● Records shown:
────────────────
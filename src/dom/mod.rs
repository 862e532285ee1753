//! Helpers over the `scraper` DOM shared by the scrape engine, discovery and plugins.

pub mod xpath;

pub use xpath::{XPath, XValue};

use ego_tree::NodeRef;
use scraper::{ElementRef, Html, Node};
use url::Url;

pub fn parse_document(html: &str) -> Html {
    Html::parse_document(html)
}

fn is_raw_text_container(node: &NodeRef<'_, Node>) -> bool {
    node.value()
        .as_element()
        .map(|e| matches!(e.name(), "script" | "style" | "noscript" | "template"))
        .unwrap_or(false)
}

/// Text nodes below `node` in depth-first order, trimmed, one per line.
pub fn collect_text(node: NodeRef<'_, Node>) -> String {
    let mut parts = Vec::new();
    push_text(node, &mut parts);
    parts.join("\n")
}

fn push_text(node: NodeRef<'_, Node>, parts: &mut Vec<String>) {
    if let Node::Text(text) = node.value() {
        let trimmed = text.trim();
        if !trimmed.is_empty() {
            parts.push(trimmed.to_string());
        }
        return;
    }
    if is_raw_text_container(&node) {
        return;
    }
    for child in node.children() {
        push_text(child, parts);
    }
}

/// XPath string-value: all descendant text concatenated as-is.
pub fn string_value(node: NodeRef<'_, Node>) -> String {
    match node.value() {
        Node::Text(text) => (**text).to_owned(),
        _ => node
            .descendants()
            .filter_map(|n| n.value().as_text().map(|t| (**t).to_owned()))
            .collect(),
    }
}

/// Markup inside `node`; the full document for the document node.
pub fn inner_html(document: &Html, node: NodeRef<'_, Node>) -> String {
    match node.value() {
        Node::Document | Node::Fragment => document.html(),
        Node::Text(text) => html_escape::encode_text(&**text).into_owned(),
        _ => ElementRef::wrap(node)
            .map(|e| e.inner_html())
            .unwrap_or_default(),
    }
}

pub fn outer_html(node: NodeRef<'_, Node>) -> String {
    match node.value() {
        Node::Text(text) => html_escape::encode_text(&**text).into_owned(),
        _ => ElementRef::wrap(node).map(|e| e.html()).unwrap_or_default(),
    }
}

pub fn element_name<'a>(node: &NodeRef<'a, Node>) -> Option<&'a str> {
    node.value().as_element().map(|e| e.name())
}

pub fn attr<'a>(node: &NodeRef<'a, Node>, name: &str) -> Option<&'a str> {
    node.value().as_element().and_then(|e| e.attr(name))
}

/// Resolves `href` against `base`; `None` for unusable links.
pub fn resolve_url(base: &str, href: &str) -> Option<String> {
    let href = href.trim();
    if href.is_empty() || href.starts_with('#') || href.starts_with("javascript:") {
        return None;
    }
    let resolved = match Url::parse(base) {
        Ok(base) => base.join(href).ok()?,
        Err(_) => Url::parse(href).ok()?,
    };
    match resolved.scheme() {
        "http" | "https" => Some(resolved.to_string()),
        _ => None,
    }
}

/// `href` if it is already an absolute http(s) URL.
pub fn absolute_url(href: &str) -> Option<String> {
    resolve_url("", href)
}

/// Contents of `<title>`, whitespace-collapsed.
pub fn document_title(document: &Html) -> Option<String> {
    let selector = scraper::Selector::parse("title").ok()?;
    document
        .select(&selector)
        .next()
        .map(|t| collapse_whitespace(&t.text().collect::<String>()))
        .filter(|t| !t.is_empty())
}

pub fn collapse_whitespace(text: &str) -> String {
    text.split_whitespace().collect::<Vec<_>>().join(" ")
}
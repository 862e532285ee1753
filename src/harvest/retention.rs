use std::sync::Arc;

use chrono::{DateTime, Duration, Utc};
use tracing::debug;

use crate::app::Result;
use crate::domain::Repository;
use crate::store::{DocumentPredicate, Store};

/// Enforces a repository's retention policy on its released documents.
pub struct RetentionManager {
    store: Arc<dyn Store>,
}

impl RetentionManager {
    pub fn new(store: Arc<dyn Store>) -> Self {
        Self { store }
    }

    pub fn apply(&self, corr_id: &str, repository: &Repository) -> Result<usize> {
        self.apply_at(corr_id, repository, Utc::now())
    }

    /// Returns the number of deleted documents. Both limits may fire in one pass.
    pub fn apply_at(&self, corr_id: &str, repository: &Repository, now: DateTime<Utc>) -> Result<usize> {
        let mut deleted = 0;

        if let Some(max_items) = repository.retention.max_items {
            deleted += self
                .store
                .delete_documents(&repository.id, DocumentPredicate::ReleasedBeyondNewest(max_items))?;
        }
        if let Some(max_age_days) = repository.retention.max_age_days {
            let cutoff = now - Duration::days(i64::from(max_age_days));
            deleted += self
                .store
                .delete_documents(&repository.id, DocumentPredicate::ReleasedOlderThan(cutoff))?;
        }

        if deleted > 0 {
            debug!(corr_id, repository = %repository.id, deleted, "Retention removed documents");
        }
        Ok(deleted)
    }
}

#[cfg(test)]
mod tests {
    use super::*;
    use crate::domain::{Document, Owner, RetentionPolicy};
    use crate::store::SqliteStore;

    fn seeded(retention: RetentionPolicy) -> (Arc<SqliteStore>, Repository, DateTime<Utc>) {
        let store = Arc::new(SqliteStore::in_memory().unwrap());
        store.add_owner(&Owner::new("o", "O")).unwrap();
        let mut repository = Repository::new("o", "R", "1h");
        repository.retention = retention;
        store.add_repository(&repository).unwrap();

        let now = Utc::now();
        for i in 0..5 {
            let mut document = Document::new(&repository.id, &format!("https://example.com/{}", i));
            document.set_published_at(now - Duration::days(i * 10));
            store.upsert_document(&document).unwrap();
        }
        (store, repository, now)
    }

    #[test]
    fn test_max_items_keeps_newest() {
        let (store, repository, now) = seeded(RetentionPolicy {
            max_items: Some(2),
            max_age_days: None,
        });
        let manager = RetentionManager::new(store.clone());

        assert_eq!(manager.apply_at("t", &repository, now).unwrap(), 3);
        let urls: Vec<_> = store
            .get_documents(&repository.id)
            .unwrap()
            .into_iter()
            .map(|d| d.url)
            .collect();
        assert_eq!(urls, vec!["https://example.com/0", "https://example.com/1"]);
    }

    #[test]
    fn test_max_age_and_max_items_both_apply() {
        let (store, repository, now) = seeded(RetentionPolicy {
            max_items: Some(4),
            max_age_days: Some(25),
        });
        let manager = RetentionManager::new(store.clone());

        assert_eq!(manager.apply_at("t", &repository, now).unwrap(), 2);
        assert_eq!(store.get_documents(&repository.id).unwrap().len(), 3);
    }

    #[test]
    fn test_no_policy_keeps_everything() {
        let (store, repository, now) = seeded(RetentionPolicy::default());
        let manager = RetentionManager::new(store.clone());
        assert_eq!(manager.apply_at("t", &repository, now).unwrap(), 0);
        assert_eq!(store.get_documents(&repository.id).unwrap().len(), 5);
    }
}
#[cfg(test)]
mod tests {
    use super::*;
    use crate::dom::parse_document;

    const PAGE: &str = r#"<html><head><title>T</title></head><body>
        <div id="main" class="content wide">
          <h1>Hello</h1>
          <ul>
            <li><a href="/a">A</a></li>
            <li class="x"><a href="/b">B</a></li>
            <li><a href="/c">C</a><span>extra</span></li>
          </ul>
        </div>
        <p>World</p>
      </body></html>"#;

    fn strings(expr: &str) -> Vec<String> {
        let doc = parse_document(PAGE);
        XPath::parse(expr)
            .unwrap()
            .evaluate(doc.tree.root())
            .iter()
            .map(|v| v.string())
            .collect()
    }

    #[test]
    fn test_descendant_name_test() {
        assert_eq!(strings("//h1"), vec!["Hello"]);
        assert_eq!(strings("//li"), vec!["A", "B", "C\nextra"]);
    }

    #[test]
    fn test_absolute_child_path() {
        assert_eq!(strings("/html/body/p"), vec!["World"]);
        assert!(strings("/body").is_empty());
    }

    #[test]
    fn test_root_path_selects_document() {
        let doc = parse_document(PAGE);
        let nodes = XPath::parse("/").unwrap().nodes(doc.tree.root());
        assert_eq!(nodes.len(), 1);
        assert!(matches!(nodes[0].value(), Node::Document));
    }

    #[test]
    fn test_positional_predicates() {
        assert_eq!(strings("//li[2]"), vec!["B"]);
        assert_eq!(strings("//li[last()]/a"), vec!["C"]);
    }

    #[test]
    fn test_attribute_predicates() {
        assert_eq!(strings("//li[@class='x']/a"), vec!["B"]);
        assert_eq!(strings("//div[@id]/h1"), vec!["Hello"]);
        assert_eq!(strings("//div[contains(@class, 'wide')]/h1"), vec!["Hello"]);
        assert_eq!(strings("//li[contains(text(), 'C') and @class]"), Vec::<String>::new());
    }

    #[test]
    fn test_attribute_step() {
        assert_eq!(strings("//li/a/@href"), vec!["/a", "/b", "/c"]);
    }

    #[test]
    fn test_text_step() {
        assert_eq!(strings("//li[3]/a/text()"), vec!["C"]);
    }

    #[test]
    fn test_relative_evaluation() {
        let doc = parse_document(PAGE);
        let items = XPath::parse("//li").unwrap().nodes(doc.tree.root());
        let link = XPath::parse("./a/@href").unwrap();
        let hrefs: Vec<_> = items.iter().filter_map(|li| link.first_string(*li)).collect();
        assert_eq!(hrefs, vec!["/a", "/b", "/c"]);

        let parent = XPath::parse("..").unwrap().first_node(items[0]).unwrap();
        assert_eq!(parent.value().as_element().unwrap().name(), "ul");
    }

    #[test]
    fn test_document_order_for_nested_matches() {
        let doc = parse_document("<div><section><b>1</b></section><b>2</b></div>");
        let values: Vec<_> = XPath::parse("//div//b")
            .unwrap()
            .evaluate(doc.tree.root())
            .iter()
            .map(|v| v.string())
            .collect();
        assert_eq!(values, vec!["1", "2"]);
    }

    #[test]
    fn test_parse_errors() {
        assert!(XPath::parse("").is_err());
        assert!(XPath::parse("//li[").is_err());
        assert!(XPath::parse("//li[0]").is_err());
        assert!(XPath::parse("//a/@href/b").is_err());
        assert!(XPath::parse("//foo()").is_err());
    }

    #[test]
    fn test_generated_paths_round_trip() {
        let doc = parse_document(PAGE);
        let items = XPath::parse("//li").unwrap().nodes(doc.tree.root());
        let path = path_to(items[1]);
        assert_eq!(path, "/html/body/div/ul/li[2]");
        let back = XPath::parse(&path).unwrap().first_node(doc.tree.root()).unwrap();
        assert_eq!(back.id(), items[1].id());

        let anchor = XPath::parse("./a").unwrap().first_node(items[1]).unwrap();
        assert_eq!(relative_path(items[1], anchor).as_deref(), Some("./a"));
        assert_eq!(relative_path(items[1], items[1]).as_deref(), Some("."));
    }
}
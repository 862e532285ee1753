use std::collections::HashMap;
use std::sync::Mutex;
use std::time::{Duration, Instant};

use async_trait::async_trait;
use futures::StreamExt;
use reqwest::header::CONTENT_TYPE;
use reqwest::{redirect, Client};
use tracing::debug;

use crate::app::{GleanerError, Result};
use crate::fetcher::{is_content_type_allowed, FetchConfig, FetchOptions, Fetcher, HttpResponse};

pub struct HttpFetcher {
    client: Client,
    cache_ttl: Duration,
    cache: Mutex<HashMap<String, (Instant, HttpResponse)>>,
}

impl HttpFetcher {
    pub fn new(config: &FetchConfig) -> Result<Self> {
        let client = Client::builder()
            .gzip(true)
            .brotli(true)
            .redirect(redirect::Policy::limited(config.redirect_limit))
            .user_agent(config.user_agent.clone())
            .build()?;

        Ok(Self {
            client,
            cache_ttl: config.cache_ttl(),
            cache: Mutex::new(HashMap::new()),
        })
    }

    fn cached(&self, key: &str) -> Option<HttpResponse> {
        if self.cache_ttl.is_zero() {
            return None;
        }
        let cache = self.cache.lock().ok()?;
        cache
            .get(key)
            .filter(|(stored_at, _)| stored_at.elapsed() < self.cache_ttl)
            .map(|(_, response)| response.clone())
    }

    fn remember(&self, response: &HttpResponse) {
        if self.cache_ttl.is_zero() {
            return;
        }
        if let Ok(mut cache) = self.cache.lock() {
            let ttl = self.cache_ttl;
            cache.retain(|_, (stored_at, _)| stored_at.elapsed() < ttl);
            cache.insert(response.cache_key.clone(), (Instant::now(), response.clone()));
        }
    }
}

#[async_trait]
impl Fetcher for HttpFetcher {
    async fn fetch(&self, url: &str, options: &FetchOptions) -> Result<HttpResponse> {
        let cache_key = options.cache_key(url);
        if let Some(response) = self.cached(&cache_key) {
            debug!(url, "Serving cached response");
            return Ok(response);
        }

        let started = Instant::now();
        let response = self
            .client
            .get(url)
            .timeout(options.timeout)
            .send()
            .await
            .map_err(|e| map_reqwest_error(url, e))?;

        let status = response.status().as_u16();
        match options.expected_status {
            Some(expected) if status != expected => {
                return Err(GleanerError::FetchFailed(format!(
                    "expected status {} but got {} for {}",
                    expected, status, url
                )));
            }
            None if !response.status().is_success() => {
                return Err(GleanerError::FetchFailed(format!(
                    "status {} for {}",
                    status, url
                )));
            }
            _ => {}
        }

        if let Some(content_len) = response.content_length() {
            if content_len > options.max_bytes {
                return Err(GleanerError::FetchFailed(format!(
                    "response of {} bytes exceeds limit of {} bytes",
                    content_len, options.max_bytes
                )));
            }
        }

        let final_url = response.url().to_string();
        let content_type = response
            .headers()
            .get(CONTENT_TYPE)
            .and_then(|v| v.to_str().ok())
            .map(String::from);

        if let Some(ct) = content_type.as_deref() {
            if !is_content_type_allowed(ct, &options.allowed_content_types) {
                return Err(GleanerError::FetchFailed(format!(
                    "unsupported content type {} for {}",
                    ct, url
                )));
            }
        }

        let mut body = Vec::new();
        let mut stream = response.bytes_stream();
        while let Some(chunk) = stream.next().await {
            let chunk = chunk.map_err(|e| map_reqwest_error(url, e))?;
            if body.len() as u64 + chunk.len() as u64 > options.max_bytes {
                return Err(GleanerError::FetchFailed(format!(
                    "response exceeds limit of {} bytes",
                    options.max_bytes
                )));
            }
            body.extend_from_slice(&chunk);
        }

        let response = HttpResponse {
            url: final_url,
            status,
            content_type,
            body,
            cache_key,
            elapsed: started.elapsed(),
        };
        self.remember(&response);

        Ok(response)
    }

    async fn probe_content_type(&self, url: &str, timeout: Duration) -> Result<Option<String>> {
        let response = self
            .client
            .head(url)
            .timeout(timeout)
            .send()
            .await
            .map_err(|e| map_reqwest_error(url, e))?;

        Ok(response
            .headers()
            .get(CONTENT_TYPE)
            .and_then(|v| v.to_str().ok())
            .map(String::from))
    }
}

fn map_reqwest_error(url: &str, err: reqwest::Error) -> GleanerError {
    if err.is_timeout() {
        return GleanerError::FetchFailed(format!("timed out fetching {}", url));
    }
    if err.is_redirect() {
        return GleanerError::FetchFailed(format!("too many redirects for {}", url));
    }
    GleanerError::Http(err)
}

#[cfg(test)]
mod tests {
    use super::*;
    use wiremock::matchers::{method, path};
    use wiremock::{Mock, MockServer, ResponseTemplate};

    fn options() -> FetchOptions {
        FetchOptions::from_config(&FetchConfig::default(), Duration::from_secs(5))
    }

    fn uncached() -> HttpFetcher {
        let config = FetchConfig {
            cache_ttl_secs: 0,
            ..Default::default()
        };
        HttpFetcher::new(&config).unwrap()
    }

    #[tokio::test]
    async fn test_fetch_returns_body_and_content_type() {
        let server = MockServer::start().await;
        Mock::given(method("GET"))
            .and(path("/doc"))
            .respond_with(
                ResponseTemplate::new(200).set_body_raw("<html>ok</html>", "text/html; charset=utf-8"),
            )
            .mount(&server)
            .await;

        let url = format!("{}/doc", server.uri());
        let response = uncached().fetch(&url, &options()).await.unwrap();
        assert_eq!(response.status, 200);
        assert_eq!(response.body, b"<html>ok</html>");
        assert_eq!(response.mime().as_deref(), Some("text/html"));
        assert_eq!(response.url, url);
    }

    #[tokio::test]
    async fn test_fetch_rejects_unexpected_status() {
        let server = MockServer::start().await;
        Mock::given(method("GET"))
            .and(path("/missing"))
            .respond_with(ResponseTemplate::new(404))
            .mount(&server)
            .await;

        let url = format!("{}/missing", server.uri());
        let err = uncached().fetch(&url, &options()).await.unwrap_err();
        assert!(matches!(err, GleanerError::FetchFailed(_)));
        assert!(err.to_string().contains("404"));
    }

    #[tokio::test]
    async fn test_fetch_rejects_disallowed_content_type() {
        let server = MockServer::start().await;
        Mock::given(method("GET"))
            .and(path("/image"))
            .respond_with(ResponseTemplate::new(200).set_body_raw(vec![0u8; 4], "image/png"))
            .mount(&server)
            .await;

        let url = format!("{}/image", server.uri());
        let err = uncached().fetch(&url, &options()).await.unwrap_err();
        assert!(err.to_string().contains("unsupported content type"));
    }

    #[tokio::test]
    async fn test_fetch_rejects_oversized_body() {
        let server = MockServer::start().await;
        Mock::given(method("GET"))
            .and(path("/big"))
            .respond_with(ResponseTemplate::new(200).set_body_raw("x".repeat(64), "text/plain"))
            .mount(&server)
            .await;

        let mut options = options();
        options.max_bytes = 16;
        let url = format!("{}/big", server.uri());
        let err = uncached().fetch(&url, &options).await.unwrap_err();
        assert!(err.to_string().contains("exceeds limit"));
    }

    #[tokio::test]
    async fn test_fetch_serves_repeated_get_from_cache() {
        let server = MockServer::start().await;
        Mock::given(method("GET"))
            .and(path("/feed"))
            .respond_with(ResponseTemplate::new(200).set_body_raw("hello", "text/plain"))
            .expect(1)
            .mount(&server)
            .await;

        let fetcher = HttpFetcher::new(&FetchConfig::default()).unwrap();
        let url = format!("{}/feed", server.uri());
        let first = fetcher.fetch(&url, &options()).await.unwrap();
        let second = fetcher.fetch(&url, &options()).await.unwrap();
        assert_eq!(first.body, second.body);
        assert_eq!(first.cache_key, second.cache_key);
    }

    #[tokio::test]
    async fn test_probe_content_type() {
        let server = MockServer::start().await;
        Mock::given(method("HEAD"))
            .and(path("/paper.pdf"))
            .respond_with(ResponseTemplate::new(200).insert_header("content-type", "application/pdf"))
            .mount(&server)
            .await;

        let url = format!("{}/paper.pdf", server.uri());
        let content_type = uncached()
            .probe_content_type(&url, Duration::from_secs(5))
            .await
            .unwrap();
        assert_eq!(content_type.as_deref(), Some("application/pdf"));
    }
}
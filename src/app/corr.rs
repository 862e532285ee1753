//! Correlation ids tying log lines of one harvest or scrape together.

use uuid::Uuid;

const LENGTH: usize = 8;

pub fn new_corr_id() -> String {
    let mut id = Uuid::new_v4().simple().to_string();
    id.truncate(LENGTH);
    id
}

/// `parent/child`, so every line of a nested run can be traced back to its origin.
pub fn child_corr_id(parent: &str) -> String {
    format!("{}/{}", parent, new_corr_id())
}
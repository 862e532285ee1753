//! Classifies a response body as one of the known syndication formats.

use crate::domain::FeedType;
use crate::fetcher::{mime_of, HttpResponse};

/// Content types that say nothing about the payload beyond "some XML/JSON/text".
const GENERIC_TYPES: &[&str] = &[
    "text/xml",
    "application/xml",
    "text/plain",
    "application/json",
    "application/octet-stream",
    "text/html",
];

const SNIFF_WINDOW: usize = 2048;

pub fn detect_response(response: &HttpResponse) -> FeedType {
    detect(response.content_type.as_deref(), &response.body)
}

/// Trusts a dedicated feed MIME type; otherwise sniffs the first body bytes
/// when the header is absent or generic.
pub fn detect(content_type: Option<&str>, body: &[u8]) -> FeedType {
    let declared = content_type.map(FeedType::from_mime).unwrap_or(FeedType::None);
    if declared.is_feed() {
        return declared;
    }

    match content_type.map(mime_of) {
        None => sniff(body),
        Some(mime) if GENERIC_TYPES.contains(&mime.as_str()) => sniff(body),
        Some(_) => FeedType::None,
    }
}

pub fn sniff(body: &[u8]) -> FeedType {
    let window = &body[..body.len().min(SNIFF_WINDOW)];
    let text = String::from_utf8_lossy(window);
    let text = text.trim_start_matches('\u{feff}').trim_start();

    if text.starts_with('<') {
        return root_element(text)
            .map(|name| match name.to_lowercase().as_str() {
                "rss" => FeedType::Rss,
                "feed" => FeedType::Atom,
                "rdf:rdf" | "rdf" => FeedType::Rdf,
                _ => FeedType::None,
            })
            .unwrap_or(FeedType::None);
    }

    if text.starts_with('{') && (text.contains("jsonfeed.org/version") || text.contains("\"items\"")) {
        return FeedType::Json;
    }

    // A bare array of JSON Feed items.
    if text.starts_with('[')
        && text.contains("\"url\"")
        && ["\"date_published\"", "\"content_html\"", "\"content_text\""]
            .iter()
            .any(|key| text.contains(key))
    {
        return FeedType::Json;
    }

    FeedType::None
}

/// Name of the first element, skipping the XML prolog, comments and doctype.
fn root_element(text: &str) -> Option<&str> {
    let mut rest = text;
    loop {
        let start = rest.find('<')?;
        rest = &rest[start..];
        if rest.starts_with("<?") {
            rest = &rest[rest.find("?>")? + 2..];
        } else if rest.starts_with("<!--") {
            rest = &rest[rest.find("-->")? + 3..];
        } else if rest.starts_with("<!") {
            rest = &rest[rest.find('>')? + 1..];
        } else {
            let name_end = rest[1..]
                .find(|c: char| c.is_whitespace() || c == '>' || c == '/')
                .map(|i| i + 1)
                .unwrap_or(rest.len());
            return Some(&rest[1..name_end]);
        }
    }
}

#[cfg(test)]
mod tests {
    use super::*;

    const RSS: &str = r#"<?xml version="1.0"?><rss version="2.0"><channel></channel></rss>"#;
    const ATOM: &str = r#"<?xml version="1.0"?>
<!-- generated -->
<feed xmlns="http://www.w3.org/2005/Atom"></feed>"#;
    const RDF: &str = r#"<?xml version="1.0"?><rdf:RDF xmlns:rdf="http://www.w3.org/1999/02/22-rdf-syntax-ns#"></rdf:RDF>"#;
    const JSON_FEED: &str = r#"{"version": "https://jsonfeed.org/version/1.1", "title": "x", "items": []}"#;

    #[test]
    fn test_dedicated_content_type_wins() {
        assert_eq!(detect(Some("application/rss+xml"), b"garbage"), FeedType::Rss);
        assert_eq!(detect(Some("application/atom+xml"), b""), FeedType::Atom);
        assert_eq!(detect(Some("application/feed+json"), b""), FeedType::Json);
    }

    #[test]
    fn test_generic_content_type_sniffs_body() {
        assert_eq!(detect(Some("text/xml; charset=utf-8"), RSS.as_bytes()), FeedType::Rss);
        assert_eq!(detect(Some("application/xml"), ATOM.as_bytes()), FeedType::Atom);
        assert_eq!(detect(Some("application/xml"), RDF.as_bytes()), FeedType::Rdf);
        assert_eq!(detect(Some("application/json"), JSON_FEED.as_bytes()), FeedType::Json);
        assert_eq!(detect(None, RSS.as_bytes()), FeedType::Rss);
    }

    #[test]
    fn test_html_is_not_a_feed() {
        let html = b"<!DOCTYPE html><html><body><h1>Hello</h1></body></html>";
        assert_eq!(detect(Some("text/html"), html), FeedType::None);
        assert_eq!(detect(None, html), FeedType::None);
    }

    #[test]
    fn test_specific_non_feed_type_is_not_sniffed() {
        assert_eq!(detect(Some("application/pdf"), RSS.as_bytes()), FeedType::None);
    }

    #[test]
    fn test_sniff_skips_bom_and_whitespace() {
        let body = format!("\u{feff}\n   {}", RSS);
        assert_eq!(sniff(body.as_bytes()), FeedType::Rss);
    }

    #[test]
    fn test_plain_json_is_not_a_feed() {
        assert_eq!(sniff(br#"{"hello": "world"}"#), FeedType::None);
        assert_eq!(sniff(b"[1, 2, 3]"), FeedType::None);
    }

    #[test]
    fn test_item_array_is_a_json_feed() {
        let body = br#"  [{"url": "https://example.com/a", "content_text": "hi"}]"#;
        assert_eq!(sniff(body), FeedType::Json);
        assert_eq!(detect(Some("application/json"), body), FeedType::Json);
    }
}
────────────────
● What needs to be done: Find every line in the records that uses the string "image", then copy it.

● Solution to the problem:
            .and(path("/image"))
            .respond_with(ResponseTemplate::new(200).set_body_raw(vec![0u8; 4], "image/png"))
        let url = format!("{}/image", server.uri());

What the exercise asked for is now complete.